What the exercise asks —
Your response must be the entire set of entries, reproduced word for word.

##### Material supplied #####

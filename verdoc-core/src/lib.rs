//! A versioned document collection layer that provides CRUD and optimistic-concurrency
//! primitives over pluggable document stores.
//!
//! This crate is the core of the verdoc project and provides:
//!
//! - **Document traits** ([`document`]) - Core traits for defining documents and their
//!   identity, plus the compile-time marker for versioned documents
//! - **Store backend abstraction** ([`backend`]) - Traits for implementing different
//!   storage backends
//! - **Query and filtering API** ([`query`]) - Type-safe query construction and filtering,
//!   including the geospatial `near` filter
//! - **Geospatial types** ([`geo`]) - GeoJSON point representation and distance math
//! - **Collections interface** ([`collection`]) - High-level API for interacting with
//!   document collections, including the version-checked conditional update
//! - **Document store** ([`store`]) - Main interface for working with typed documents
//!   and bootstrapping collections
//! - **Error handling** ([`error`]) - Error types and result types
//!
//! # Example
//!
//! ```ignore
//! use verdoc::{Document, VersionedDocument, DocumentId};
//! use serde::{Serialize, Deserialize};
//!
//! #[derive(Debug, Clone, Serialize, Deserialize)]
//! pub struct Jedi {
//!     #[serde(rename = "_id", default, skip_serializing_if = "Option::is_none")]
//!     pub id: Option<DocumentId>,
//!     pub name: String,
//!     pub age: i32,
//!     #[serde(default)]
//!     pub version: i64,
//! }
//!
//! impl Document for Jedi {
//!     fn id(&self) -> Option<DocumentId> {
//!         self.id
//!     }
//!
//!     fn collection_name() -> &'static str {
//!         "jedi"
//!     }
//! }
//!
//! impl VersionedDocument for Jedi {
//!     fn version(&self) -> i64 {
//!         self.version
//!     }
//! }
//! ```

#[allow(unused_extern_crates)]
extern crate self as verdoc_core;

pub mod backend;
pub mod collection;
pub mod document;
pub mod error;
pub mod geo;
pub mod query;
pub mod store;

#####

Result for this task —
filename verdoc-core/src/lib.rs
//! A versioned document collection layer that provides CRUD and optimistic-concurrency
//! primitives over pluggable document stores.
//!
//! This crate is the core of the verdoc project and provides:
//!
//! - **Document traits** ([`document`]) - Core traits for defining documents and their
//!   identity, plus the compile-time marker for versioned documents
//! - **Store backend abstraction** ([`backend`]) - Traits for implementing different
//!   storage backends
//! - **Query and filtering API** ([`query`]) - Type-safe query construction and filtering,
//!   including the geospatial `near` filter
//! - **Geospatial types** ([`geo`]) - GeoJSON point representation and distance math
//! - **Collections interface** ([`collection`]) - High-level API for interacting with
//!   document collections, including the version-checked conditional update
//! - **Document store** ([`store`]) - Main interface for working with typed documents
//!   and bootstrapping collections
//! - **Error handling** ([`error`]) - Error types and result types
//!
//! # Example
//!
//! ```ignore
//! use verdoc::{Document, VersionedDocument, DocumentId};
//! use serde::{Serialize, Deserialize};
//!
//! #[derive(Debug, Clone, Serialize, Deserialize)]
//! pub struct Jedi {
//!     #[serde(rename = "_id", default, skip_serializing_if = "Option::is_none")]
//!     pub id: Option<DocumentId>,
//!     pub name: String,
//!     pub age: i32,
//!     #[serde(default)]
//!     pub version: i64,
//! }
//!
//! impl Document for Jedi {
//!     fn id(&self) -> Option<DocumentId> {
//!         self.id
//!     }
//!
//!     fn collection_name() -> &'static str {
//!         "jedi"
//!     }
//! }
//!
//! impl VersionedDocument for Jedi {
//!     fn version(&self) -> i64 {
//!         self.version
//!     }
//! }
//! ```

#[allow(unused_extern_crates)]
extern crate self as verdoc_core;

pub mod backend;
pub mod collection;
pub mod document;
pub mod error;
pub mod geo;
pub mod query;
pub mod store;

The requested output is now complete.